Não venho condená-lo por ter dito isso. Não estou querendo colocar ninguém na fogueira, pelo contrário. Como até respondi pra moça que tentou interpretar para mim o que ele queria dizer com isso, ele conhece muito mais gente que eu, e tem muito mais tempo de vida. Ou seja, a realidade dele é totalmente diferente da minha. E as experiências de vida dele podem tê-lo ensinado justamente esse conceito. No final das contas, a gente aprende com o que vive, ou com o que vê. Só estou dizendo, não se limitem a isso. E não invalidem outras vivências! Por ser um espectro (observável em escala, por assim dizer), há pessoas em todas as variáveis de sexualidade, inclusive os fora desse espectro, como é o caso dos assexuados (pessoas que não sentem atração sexual).
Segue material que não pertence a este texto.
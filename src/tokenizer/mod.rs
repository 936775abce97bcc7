//! Splits text into lowercase words.
//!
//! Words are separated by the literal space character only. Tabs, newlines
//! and punctuation stay inside the word they touch.

use std::str::Split;

/// A lowercased copy of the input that can be walked any number of times.
#[derive(Debug, Clone, Default, PartialEq, Eq)]
pub struct Tokenizer {
    normalized: String,
}

impl Tokenizer {
    /// Lowercases `text` and keeps it for splitting.
    ///
    /// Leading and trailing whitespace is **not** removed here: the caller
    /// is expected to trim.
    ///
    /// # Examples
    /// ```
    /// use wordtree::tokenizer::Tokenizer;
    ///
    /// let tokenizer = Tokenizer::new("The cat  sat");
    /// let words: Vec<&str> = tokenizer.words().collect();
    /// assert_eq!(words, vec!["the", "cat", "sat"]);
    /// ```
    pub fn new(text: &str) -> Self {
        Self {
            normalized: text.to_lowercase(),
        }
    }

    /// Returns a fresh iterator over the words. Each call restarts from the
    /// beginning of the text.
    pub fn words(&self) -> Words<'_> {
        Words {
            inner: self.normalized.split(' '),
        }
    }

    /// Checks whether the text contains no words at all.
    pub fn is_empty(&self) -> bool {
        self.words().next().is_none()
    }
}

/// Iterator over the words of a [`Tokenizer`].
///
/// Runs of spaces would produce empty pieces; those are skipped.
#[derive(Debug, Clone)]
pub struct Words<'a> {
    inner: Split<'a, char>,
}

impl<'a> Iterator for Words<'a> {
    type Item = &'a str;

    fn next(&mut self) -> Option<Self::Item> {
        self.inner.by_ref().find(|word| !word.is_empty())
    }
}

/// Shorthand for [`Tokenizer::new`].
pub fn tokenize(text: &str) -> Tokenizer {
    Tokenizer::new(text)
}

#[cfg(test)]
mod tests;
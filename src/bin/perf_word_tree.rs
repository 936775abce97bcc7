use wordtree::perf_and_test_utils::{gen_text, type_of, TimingQueries};
use wordtree::pipeline::analyze;
use wordtree::tokenizer::Tokenizer;
use wordtree::{FrequencyTable, WordTree};

use clap::Parser;

#[derive(Parser, Debug)]
#[clap(author, version, about, long_about = None)]
struct Args {
    #[arg(short, long, default_value_t = 100000)]
    n_words: usize,
    #[arg(short, long, default_value_t = 2000)]
    vocabulary_size: usize,
    #[arg(short = 'r', long, default_value_t = 5)]
    n_runs: usize,
    #[arg(short, long, default_value_t = 0)]
    seed: u64,
}

fn main() {
    let args = Args::parse();

    let text = gen_text(args.n_words, args.vocabulary_size, args.seed);
    let tokenizer = Tokenizer::new(&text);
    let table: FrequencyTable = tokenizer.words().collect();
    println!("Text length: {} words", table.total());
    println!("Distinct words: {}", table.len());

    let mut t = TimingQueries::new(args.n_runs, 1);
    let mut tree = WordTree::default();
    for _ in 0..args.n_runs {
        t.start();
        tree = WordTree::build_from_freqs(&table);
        t.stop();
    }
    let (t_min, t_max, t_avg) = t.get();
    println!(
        "[ds_name: {}, exp: build, n: {}, min_time (ns): {}, max_time (ns): {}, avg_time (ns): {}, depth: {}, n_runs: {}]",
        type_of(&tree),
        table.len(),
        t_min,
        t_max,
        t_avg,
        tree.depth(),
        args.n_runs
    );

    let mut t = TimingQueries::new(args.n_runs, args.n_words);
    let mut rendered = 0;
    for _ in 0..args.n_runs {
        t.start();
        rendered += analyze(&text).map_or(0, |analysis| analysis.rendered.len());
        t.stop();
    }
    let (t_min, t_max, t_avg) = t.get();
    println!(
        "[exp: pipeline_per_word, n: {}, min_time (ns): {}, max_time (ns): {}, avg_time (ns): {}, n_runs: {}]",
        args.n_words, t_min, t_max, t_avg, args.n_runs
    );

    println!("fake {}", rendered);
}
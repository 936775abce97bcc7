use super::*;
use crate::frequency::count_words;
use crate::tokenizer::tokenize;

fn tree_of(text: &str) -> WordTree {
    WordTree::build_from_freqs(&count_words(tokenize(text).words()))
}

#[test]
fn test_empty_tree() {
    let mut tree = WordTree::default();
    assert_eq!(render_tree(&mut tree), "");
}

#[test]
fn test_single_leaf() {
    let mut tree = tree_of("hello hello hello");
    assert_eq!(render_tree(&mut tree), "3 ( hello )\n");
    assert_eq!(tree.root().unwrap().level(), Some(0));
}

#[test]
fn test_two_leaves() {
    let mut tree = tree_of("a a b b");
    assert_eq!(
        render_tree(&mut tree),
        "4\n| \n+- 2 ( a )\n| \n+- 2 ( b )\n"
    );
}

#[test]
fn test_full_rendering() {
    let mut tree = tree_of("the cat sat on the mat the cat sat");
    let expected = "\
9
| 
+- 5
| | 
| +- 3 ( the )
| | 
| +- 2 ( cat )
| 
+- 4
| | 
| +- 2 ( sat )
| | 
| +- 2
| | | 
| | +- 1 ( on )
| | | 
| | +- 1 ( mat )
";
    assert_eq!(render_tree(&mut tree), expected);
}

#[test]
fn test_grandchildren_indentation() {
    let mut tree = tree_of("a a a a b b c d");
    let rendered = render_tree(&mut tree);

    for leaf in tree.leaves() {
        let line = format!("+- {}", leaf);
        let pos = rendered.lines().position(|l| l.ends_with(&line)).unwrap();
        let bar_line = rendered.lines().nth(pos - 1).unwrap();
        let depth = leaf.level().unwrap();
        assert_eq!(bar_line, BAR.repeat(depth));
    }

    // depth 2 nodes
    assert!(rendered.contains("| | \n| +- "));
}

#[test]
fn test_levels_assigned() {
    let mut tree = tree_of("the cat sat on the mat the cat sat");
    render_tree(&mut tree);

    let depths: Vec<(String, usize)> = tree
        .leaves()
        .map(|leaf| (leaf.content().unwrap().to_owned(), leaf.level().unwrap()))
        .collect();
    assert_eq!(
        depths,
        vec![
            ("the".to_owned(), 2),
            ("cat".to_owned(), 2),
            ("sat".to_owned(), 2),
            ("on".to_owned(), 3),
            ("mat".to_owned(), 3),
        ]
    );
}

#[test]
fn test_render_node_at_depth() {
    let mut node = TreeNode::leaf(7, "x");
    assert_eq!(render_node(&mut node, 2), "| | \n| +- 7 ( x )\n");
    assert_eq!(node.level(), Some(2));
}
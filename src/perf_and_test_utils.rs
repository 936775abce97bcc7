//! Helpers shared by tests and benchmarks: random text generation, timing
//! and logger setup.

use std::time::Instant;

use rand::rngs::StdRng;
use rand::{Rng, SeedableRng};

/// Generates `n_words` space-separated words drawn from a vocabulary of
/// `vocabulary_size` words (`w0`, `w1`, ...). Smaller indices are more
/// likely, so the frequencies are skewed as in natural text.
///
/// The same `seed` always gives the same text.
pub fn gen_text(n_words: usize, vocabulary_size: usize, seed: u64) -> String {
    let mut rng = StdRng::seed_from_u64(seed);
    let vocabulary_size = vocabulary_size.max(1);

    let words: Vec<String> = (0..n_words)
        .map(|_| {
            let bound = rng.gen_range(0..vocabulary_size);
            format!("w{}", rng.gen_range(0..=bound))
        })
        .collect();
    words.join(" ")
}

/// Collects the running time of several runs of the same experiment.
pub struct TimingQueries {
    timings: Vec<u128>,
    time: Instant,
    n_queries: usize,
}

impl TimingQueries {
    pub fn new(n_runs: usize, n_queries: usize) -> Self {
        Self {
            timings: Vec::with_capacity(n_runs),
            time: Instant::now(),
            n_queries: n_queries.max(1),
        }
    }

    #[inline(always)]
    pub fn start(&mut self) {
        self.time = Instant::now();
    }

    #[inline(always)]
    pub fn stop(&mut self) {
        self.timings.push(self.time.elapsed().as_nanos());
    }

    /// Returns minimum, maximum and average time per query in nanosecs.
    pub fn get(&self) -> (u128, u128, u128) {
        if self.timings.is_empty() {
            return (0, 0, 0);
        }
        let n_queries = self.n_queries as u128;
        let min = self.timings.iter().min().copied().unwrap_or(0);
        let max = self.timings.iter().max().copied().unwrap_or(0);
        let avg = self.timings.iter().sum::<u128>() / self.timings.len() as u128;
        (min / n_queries, max / n_queries, avg / n_queries)
    }
}

pub fn type_of<T>(_: &T) -> &'static str {
    std::any::type_name::<T>()
}

/// Installs a terminal logger for tests. Does nothing if a logger is
/// already set.
pub fn init_test_logger() {
    use simplelog::{ColorChoice, Config, TermLogger, TerminalMode};

    let level = if cfg!(debug_assertions) {
        log::LevelFilter::Debug
    } else {
        log::LevelFilter::Info
    };

    let _ = TermLogger::init(level, Config::default(), TerminalMode::Mixed, ColorChoice::Auto);
}
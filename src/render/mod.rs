//! ASCII rendering of a [`WordTree`].
//!
//! A node at depth `d > 0` is printed on two lines:
//!
//! ```text
//! | | 
//! | +- 2 ( sat )
//! ```
//!
//! the first one made of `d` bars, the second one of `d - 1` bars followed by
//! the connector and the node text. The root is printed alone on the first
//! line. Left subtrees are printed before right subtrees.

use crate::huffman::{TreeNode, WordTree};

const BAR: &str = "| ";
const CONNECTOR: &str = "+- ";

/// Renders the whole tree, or returns an empty string for an empty tree.
///
/// Every visited node gets its level updated.
///
/// # Examples
/// ```
/// use wordtree::frequency::FrequencyTable;
/// use wordtree::huffman::WordTree;
/// use wordtree::render::render_tree;
///
/// let table: FrequencyTable = ["a", "a", "b"].into_iter().collect();
/// let mut tree = WordTree::build_from_freqs(&table);
///
/// assert_eq!(render_tree(&mut tree), "3\n| \n+- 2 ( a )\n| \n+- 1 ( b )\n");
/// ```
pub fn render_tree(tree: &mut WordTree) -> String {
    match tree.root_mut() {
        Some(root) => render_node(root, 0),
        None => String::new(),
    }
}

/// Renders the subtree rooted at `node` as if `node` were at depth `level`.
pub fn render_node(node: &mut TreeNode, level: usize) -> String {
    let mut output = String::new();
    write_node(&mut output, node, level);
    output
}

fn write_node(output: &mut String, node: &mut TreeNode, level: usize) {
    node.set_level(level);

    output.push_str(&BAR.repeat(level));
    if level > 0 {
        output.push('\n');
        output.push_str(&BAR.repeat(level - 1));
        output.push_str(CONNECTOR);
    }
    output.push_str(&node.to_string());
    output.push('\n');

    if let Some((left, right)) = node.children_mut() {
        write_node(output, left, level + 1);
        write_node(output, right, level + 1);
    }
}

#[cfg(test)]
mod tests;
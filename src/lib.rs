//! This library counts the words of a text and builds a binary merge tree over
//! their frequencies, in the style of a [Huffman tree](https://en.wikipedia.org/wiki/Huffman_coding).
//! The tree is then printed as an indented ASCII diagram.
//!
//! The pipeline has four stages:
//! - [`tokenizer`] lowercases the text and splits it on spaces;
//! - [`frequency`] counts the occurrences of each word, in first-seen order;
//! - [`huffman`] repeatedly merges the two least frequent nodes until one root is left;
//! - [`render`](mod@render) prints the tree, one node per line, left subtrees first.
//!
//! [`render()`] runs all of them on a string:
//!
//! ```
//! let rendered = wordtree::render("a a b");
//! assert_eq!(rendered, "3\n| \n+- 2 ( a )\n| \n+- 1 ( b )\n");
//! ```
//!
//! Every run builds fresh state, nothing is shared between calls. Ties
//! between equally frequent nodes are broken by the order of first appearance,
//! so the same text always produces the same tree.

pub mod frequency;
pub mod huffman;
pub mod perf_and_test_utils;
pub mod pipeline;
pub mod render;
pub mod tokenizer;

pub use frequency::FrequencyTable;
pub use huffman::{NodeKind, TreeNode, WordTree};
pub use pipeline::{analyze, render, Analysis, Sequencer};
pub use tokenizer::Tokenizer;
use std::sync::Arc;
use std::thread;

use super::*;
use crate::perf_and_test_utils::{gen_text, init_test_logger};

#[test]
fn test_blank_input() {
    init_test_logger();
    assert_eq!(render(""), "");
    assert_eq!(render("   "), "");
    assert_eq!(render("\n\t  \n"), "");
    assert!(analyze("  ").is_none());
}

#[test]
fn test_input_is_trimmed() {
    assert_eq!(render("  a a b b \n"), render("a a b b"));
}

#[test]
fn test_case_insensitive() {
    assert_eq!(render("Word WORD word"), "3 ( word )\n");
}

#[test]
fn test_analysis() {
    let analysis = analyze("the cat sat on the mat the cat sat").unwrap();

    assert_eq!(analysis.table.total(), 9);
    assert_eq!(analysis.tree.occurrence(), 9);
    assert_eq!(analysis.rendered.lines().next(), Some("9"));
    assert_eq!(analysis.tree.root().unwrap().level(), Some(0));
}

#[test]
fn test_deterministic() {
    init_test_logger();
    let text = gen_text(5000, 300, 3);
    assert_eq!(render(&text), render(&text));
}

#[test]
fn test_runs_are_independent() {
    let first = render("x y z");
    render("completely different words here");
    assert_eq!(render("x y z"), first);
}

#[test]
fn test_sequencer_last_wins() {
    let sequencer = Sequencer::new();
    let first = sequencer.begin();
    assert!(sequencer.is_current(first));

    let second = sequencer.begin();
    assert!(!sequencer.is_current(first));
    assert!(second > first);

    assert_eq!(sequencer.publish(first, 1), None);
    assert_eq!(sequencer.publish(second, 2), Some(2));
}

#[test]
fn test_sequencer_threads() {
    let sequencer = Arc::new(Sequencer::new());
    let texts: Vec<String> = (0..8).map(|seed| gen_text(200, 20, seed)).collect();

    // every run starts before any of them publishes
    let tickets: Vec<Ticket> = texts.iter().map(|_| sequencer.begin()).collect();

    let handles: Vec<_> = texts
        .iter()
        .cloned()
        .zip(tickets)
        .map(|(text, ticket)| {
            let sequencer = Arc::clone(&sequencer);
            thread::spawn(move || sequencer.publish(ticket, render(&text)))
        })
        .collect();

    let published: Vec<String> = handles
        .into_iter()
        .filter_map(|handle| handle.join().unwrap())
        .collect();

    assert_eq!(published, vec![render(texts.last().unwrap())]);
}
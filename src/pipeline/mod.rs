//! From raw text to the rendered tree.
//!
//! Every call builds its own frequency table and tree, so concurrent calls
//! never share state. When runs are triggered faster than they complete
//! (e.g., on every keystroke), a [`Sequencer`] lets the caller drop the
//! results of runs that have been superseded.

use std::sync::atomic::{AtomicU64, Ordering};

use log::{debug, trace};
use serde::Serialize;

use crate::frequency::{count_words, FrequencyTable};
use crate::huffman::WordTree;
use crate::render::render_tree;
use crate::tokenizer::Tokenizer;

/// Everything produced by a single run over a text.
#[derive(Debug, Clone, PartialEq, Eq, Serialize)]
pub struct Analysis {
    pub table: FrequencyTable,
    pub tree: WordTree,
    pub rendered: String,
}

/// Runs the whole pipeline on `text`.
///
/// Returns `None` if `text` is empty or made only of whitespace.
pub fn analyze(text: &str) -> Option<Analysis> {
    let tokenizer = Tokenizer::new(text.trim());
    if tokenizer.is_empty() {
        debug!("blank input, no tree built");
        return None;
    }

    let table = count_words(tokenizer.words());
    let mut tree = WordTree::build_from_freqs(&table);
    let rendered = render_tree(&mut tree);

    debug!(
        "built tree over {} words ({} distinct), depth {}",
        table.total(),
        table.len(),
        tree.depth()
    );

    Some(Analysis {
        table,
        tree,
        rendered,
    })
}

/// Returns the ASCII rendering of the merge tree of `text`, or an empty
/// string if `text` has no words.
///
/// # Examples
/// ```
/// assert_eq!(wordtree::render("   "), "");
/// assert_eq!(wordtree::render("Hi hi"), "2 ( hi )\n");
/// ```
pub fn render(text: &str) -> String {
    analyze(text)
        .map(|analysis| analysis.rendered)
        .unwrap_or_default()
}

/// Identifies a run started through [`Sequencer::begin`].
#[derive(Debug, Clone, Copy, PartialEq, Eq, PartialOrd, Ord, Hash)]
pub struct Ticket(u64);

/// Last-write-wins bookkeeping for runs started from several threads.
///
/// # Examples
/// ```
/// use wordtree::pipeline::{render, Sequencer};
///
/// let sequencer = Sequencer::new();
/// let old = sequencer.begin();
/// let new = sequencer.begin();
///
/// assert_eq!(sequencer.publish(old, render("old text")), None);
/// assert!(sequencer.publish(new, render("new text")).is_some());
/// ```
#[derive(Debug, Default)]
pub struct Sequencer {
    latest: AtomicU64,
}

impl Sequencer {
    pub fn new() -> Self {
        Self::default()
    }

    /// Starts a new run. Every ticket handed out before becomes stale.
    pub fn begin(&self) -> Ticket {
        Ticket(self.latest.fetch_add(1, Ordering::SeqCst) + 1)
    }

    /// Checks whether `ticket` belongs to the most recently started run.
    pub fn is_current(&self, ticket: Ticket) -> bool {
        self.latest.load(Ordering::SeqCst) == ticket.0
    }

    /// Hands `output` back if `ticket` is still current, drops it otherwise.
    pub fn publish<T>(&self, ticket: Ticket, output: T) -> Option<T> {
        if self.is_current(ticket) {
            Some(output)
        } else {
            trace!("discarding stale run {:?}", ticket);
            None
        }
    }
}

#[cfg(test)]
mod tests;
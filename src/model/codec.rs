//! Video codec capabilities and the user-selected preference
//!
//! The capability catalog plays the role of `RTCRtpSender.getCapabilities`:
//! an ordered list of what the local stack can send. Moving one entry to the
//! front of that list is how a codec preference is expressed.

use std::{fmt, str::FromStr};

use serde::{Deserialize, Serialize};
use str0m::format::{Codec, FormatParams};

use crate::error::NegotiationError;

/// One video codec the local stack can negotiate.
#[derive(Debug, Clone, PartialEq, Eq, Serialize, Deserialize)]
pub struct CodecCapability {
    /// e.g. `video/VP9`
    pub mime_type: String,
    pub clock_rate: u32,
    /// e.g. `profile-id=0`
    pub sdp_fmtp_line: Option<String>,
    /// Payload type this catalog assigns to the codec. The retransmission
    /// stream uses the next value.
    pub payload_type: u8,
}

impl CodecCapability {
    fn video(payload_type: u8, name: &str, fmtp: Option<&str>) -> Self {
        Self {
            mime_type: format!("video/{name}"),
            clock_rate: 90_000,
            sdp_fmtp_line: fmtp.map(str::to_string),
            payload_type,
        }
    }

    /// The codec name without the media type prefix, e.g. `VP9`.
    pub fn name(&self) -> &str {
        self.mime_type
            .split_once('/')
            .map(|(_, name)| name)
            .unwrap_or(&self.mime_type)
    }

    pub fn rtx_payload_type(&self) -> u8 {
        self.payload_type + 1
    }

    /// The `str0m` codec this capability maps to, if any.
    pub fn codec(&self) -> Option<Codec> {
        match self.name().to_ascii_uppercase().as_str() {
            "VP8" => Some(Codec::Vp8),
            "VP9" => Some(Codec::Vp9),
            "H264" => Some(Codec::H264),
            _ => None,
        }
    }

    /// Format parameters parsed from the fmtp line.
    pub fn format_params(&self) -> FormatParams {
        let mut params = FormatParams::default();

        let Some(line) = &self.sdp_fmtp_line else {
            return params;
        };

        for (key, value) in line.split(';').filter_map(|kv| kv.trim().split_once('=')) {
            match key {
                "packetization-mode" => params.packetization_mode = value.parse().ok(),
                "profile-level-id" => {
                    params.profile_level_id = u32::from_str_radix(value, 16).ok()
                }
                "level-asymmetry-allowed" => params.level_asymmetry_allowed = Some(value == "1"),
                "profile-id" => params.profile_id = value.parse().ok(),
                _ => {}
            }
        }

        params
    }

    /// The selector value for this codec: `"mimeType sdpFmtpLine"`.
    pub fn selector_value(&self) -> String {
        match &self.sdp_fmtp_line {
            Some(fmtp) => format!("{} {}", self.mime_type, fmtp),
            None => self.mime_type.clone(),
        }
    }

    pub fn matches(&self, preference: &CodecPreference) -> bool {
        self.mime_type.eq_ignore_ascii_case(&preference.mime_type)
            && self.sdp_fmtp_line == preference.sdp_fmtp_line
    }
}

impl fmt::Display for CodecCapability {
    fn fmt(&self, f: &mut fmt::Formatter<'_>) -> fmt::Result {
        write!(f, "{}", self.selector_value())
    }
}

/// The video codecs offered by default, in default preference order.
pub fn video_capabilities() -> Vec<CodecCapability> {
    vec![
        CodecCapability::video(96, "VP8", None),
        CodecCapability::video(98, "VP9", Some("profile-id=0")),
        CodecCapability::video(100, "VP9", Some("profile-id=2")),
        CodecCapability::video(
            102,
            "H264",
            Some("level-asymmetry-allowed=1;packetization-mode=1;profile-level-id=42001f"),
        ),
        CodecCapability::video(
            104,
            "H264",
            Some("level-asymmetry-allowed=1;packetization-mode=0;profile-level-id=42001f"),
        ),
        CodecCapability::video(
            106,
            "H264",
            Some("level-asymmetry-allowed=1;packetization-mode=1;profile-level-id=42e01f"),
        ),
        CodecCapability::video(
            108,
            "H264",
            Some("level-asymmetry-allowed=1;packetization-mode=1;profile-level-id=4d001f"),
        ),
    ]
}

/// A codec chosen in the selector, encoded as `"mimeType sdpFmtpLine"`.
#[derive(Debug, Clone, PartialEq, Eq, Serialize, Deserialize)]
pub struct CodecPreference {
    pub mime_type: String,
    pub sdp_fmtp_line: Option<String>,
}

impl CodecPreference {
    /// Parses a selector value. An empty value means "no preference".
    pub fn parse_selector(value: &str) -> Result<Option<Self>, NegotiationError> {
        let value = value.trim();
        if value.is_empty() {
            return Ok(None);
        }
        value.parse().map(Some)
    }
}

impl FromStr for CodecPreference {
    type Err = NegotiationError;

    fn from_str(s: &str) -> Result<Self, Self::Err> {
        let s = s.trim();
        let (mime_type, fmtp) = match s.split_once(' ') {
            Some((mime, fmtp)) => (mime, Some(fmtp.trim())),
            None => (s, None),
        };

        if !mime_type.contains('/') {
            return Err(NegotiationError::CodecNotFound(s.to_string()));
        }

        Ok(Self {
            mime_type: mime_type.to_string(),
            sdp_fmtp_line: fmtp.filter(|f| !f.is_empty()).map(str::to_string),
        })
    }
}

impl fmt::Display for CodecPreference {
    fn fmt(&self, f: &mut fmt::Formatter<'_>) -> fmt::Result {
        match &self.sdp_fmtp_line {
            Some(fmtp) => write!(f, "{} {}", self.mime_type, fmtp),
            None => write!(f, "{}", self.mime_type),
        }
    }
}

/// Moves the single capability matching `preference` to the front of the
/// list, keeping the relative order of every other entry.
pub fn prefer_codec(
    capabilities: &[CodecCapability],
    preference: &CodecPreference,
) -> Result<Vec<CodecCapability>, NegotiationError> {
    let index = capabilities
        .iter()
        .position(|c| c.matches(preference))
        .ok_or_else(|| NegotiationError::CodecNotFound(preference.to_string()))?;

    let mut codecs = capabilities.to_vec();
    let selected = codecs.remove(index);
    codecs.insert(0, selected);

    Ok(codecs)
}

#[cfg(test)]
mod tests {
    use super::*;

    #[test]
    fn parses_selector_value() {
        let pref: CodecPreference = "video/H264 level-asymmetry-allowed=1;packetization-mode=1;profile-level-id=42e01f"
            .parse()
            .unwrap();
        assert_eq!(pref.mime_type, "video/H264");
        assert_eq!(
            pref.sdp_fmtp_line.as_deref(),
            Some("level-asymmetry-allowed=1;packetization-mode=1;profile-level-id=42e01f")
        );

        let pref: CodecPreference = "video/VP8".parse().unwrap();
        assert_eq!(pref.sdp_fmtp_line, None);

        assert_eq!(CodecPreference::parse_selector("").unwrap(), None);
        assert!("VP8".parse::<CodecPreference>().is_err());
    }

    #[test]
    fn preferred_codec_moves_to_front() {
        let caps = video_capabilities();
        let pref: CodecPreference = "video/VP9 profile-id=2".parse().unwrap();

        let reordered = prefer_codec(&caps, &pref).unwrap();

        assert!(reordered[0].matches(&pref));
        assert_eq!(reordered.len(), caps.len());
        for cap in &caps {
            assert_eq!(reordered.iter().filter(|c| *c == cap).count(), 1);
        }
        // Everything else keeps its relative order.
        let rest: Vec<_> = caps.iter().filter(|c| !c.matches(&pref)).collect();
        let reordered_rest: Vec<_> = reordered[1..].iter().collect();
        assert_eq!(rest, reordered_rest);
    }

    #[test]
    fn fmtp_line_must_match_exactly() {
        let caps = video_capabilities();
        let pref: CodecPreference = "video/VP9 profile-id=3".parse().unwrap();

        assert!(matches!(
            prefer_codec(&caps, &pref),
            Err(NegotiationError::CodecNotFound(_))
        ));
    }

    #[test]
    fn selector_values_round_trip_through_preferences() {
        for cap in video_capabilities() {
            let pref: CodecPreference = cap.selector_value().parse().unwrap();
            assert!(cap.matches(&pref), "{cap}");
        }
    }

    #[test]
    fn h264_fmtp_maps_to_format_params() {
        let caps = video_capabilities();
        let params = caps[5].format_params();

        assert_eq!(params.packetization_mode, Some(1));
        assert_eq!(params.profile_level_id, Some(0x42e01f));
        assert_eq!(params.level_asymmetry_allowed, Some(true));
        assert_eq!(caps[5].codec(), Some(Codec::H264));
    }
}
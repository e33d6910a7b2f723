//! Loopback call negotiation flow
//!
//! Two endpoints in one process negotiate a call with each other: descriptions
//! and candidates travel over an in-memory [`signaling`] link, media travels
//! over real UDP sockets on the same host.

pub mod endpoint;
pub mod sdp;
pub mod session;
pub mod signaling;

use std::time::Duration;

use tracing::{info, warn};

use crate::{config::DemoConfig, model::codec::CodecPreference};

use self::session::{CallConfig, CallSession};

/// How long the demo waits for both endpoints to finish negotiating.
const NEGOTIATION_GRACE: Duration = Duration::from_secs(10);

/// Runs the call demo: negotiate, hold the call, hang up.
pub async fn run(config: &DemoConfig, codec_preference: Option<CodecPreference>) -> anyhow::Result<()> {
    let mut session = CallSession::call(CallConfig {
        bind_ip: config.endpoint_ip(),
        codec_preference,
    })
    .await?;

    match tokio::time::timeout(NEGOTIATION_GRACE, session.wait_until_negotiated()).await {
        Ok(Ok(())) => info!("Negotiation finished at {}", session.started_at()),
        Ok(Err(e)) => warn!("Negotiation did not finish: {}", e),
        Err(_) => warn!("Negotiation still pending after {:?}", NEGOTIATION_GRACE),
    }

    match tokio::time::timeout(NEGOTIATION_GRACE, session.wait_until_connected()).await {
        Ok(Ok(())) => info!("Call connected"),
        Ok(Err(e)) => warn!("Call did not connect: {}", e),
        Err(_) => warn!("ICE did not connect within {:?}", NEGOTIATION_GRACE),
    }

    tokio::time::sleep(Duration::from_secs(config.call_hold_secs)).await;

    let (pc1, pc2) = session.hang_up().await;
    for snapshot in [&pc1, &pc2] {
        info!(
            "{}: {:?}, ICE {}, codec {}, candidates sent/received {}/{}",
            snapshot.label,
            snapshot.signaling_state,
            snapshot.ice_state.as_deref().unwrap_or("-"),
            snapshot
                .active_codec
                .as_ref()
                .map_or_else(|| "-".to_string(), ToString::to_string),
            snapshot.candidates_sent,
            snapshot.candidates_received,
        );
    }

    Ok(())
}
//! Data models shared by the two demo flows
//!
//! Frames for the transform pipeline, session descriptions and codec
//! capabilities for call negotiation.

pub mod codec;
pub mod description;
pub mod frame;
Sendo assim, claro que vai ter gente nos extremos, no meio e em todas as escalas, inclusive fora! Essa é a beleza da diversidade, e de sermos tão maravilhosamente diferentes uns dos outros, sem que isso seja, ou mesmo precise ser, um problema na vida de ninguém. E por fim, tratar desse assunto como se fosse só uma questão sexual é um erro inadmissível. Todas as pessoas se relacionam afetivamente, não só sexualmente. Tocar só nesse ponto, faz com que continue se concretizando na cabeça, principalmente dos heterossexuais, que a gente não ama, a gente só faz sexo, e só quer sexo. E também, que se não fosse por nossa "safadeza" nós conseguiríamos muito bem, ter relacionamentos "normais", entre opostos apenas. Vê como isso é problemático?! Não continuem endossando falas assim, só porque gostam da pessoa que a profere. Não é militância se a gente escolhe quando ficar ofendido, e quem pode ou não dizer certa coisa a nosso respeito.

P.s¹.: Não leiam essa parte se ainda não viram o filme ou leram o livro, e pretendem fazê-lo. A verdade é que eu ainda não vi o filme, ou li o livro, mas peguei spoilers nos comentários da entrevista. E não me pareceu promissor pra visibilização LGBTQ, já que a história se trata de um "caso de verão", entre um rapaz jovem e um homem mais velho. Que parece focado na parte sexual da história, que tem um final que não é feliz para o casal (assim soube). Não tenho NADA contra isso, de tratar a sexualidade humana em uma peça. Mas para se redimir, e não soar que está só surfando na onda do pink money (exploração do poder de consumo de pessoas LGBTQ), e da polêmica, é bom que suas próximas histórias com personagens desse universo, tratem também de mais aspectos de um relacionamento, não só o desejo, mas o afeto, sejam mais profundos, e mais duradouros do que uma temporada. Assim ele pode se redimir aos meus olhos, não que isso seja importante pra ninguém.

P.s.²: Eu comentei tudo isso com o Edson, e ele me convenceu que não valia a pena escrever mais um comentário no vídeo para falar sobre isso, porque eu poderia atrair muitos defensores do autor, o que era sem sentido, nesse caso. Então decidi fazer essa publicação, ao invés disso, e fico grata por isso. Me fez desenvolver melhor meu pensamento, escrever sobre, com certa calma de não ofender ninguém, ou atrair ódio para mim, o autor ou o dono do canal, o que não é minha intenção de forma alguma. E me fez cumprir uma promessa que tinha feito. A de escrever mais publicações com a temática do vale.

Adendo: retirei o texto do ar por querer reconsiderar o que pensei e escrevi ainda sem ler o livro ou assistir a obra homônima. Pois bem, li o livro, e ainda tenho as mesmas considerações. Por isso restabelecendo o texto aqui.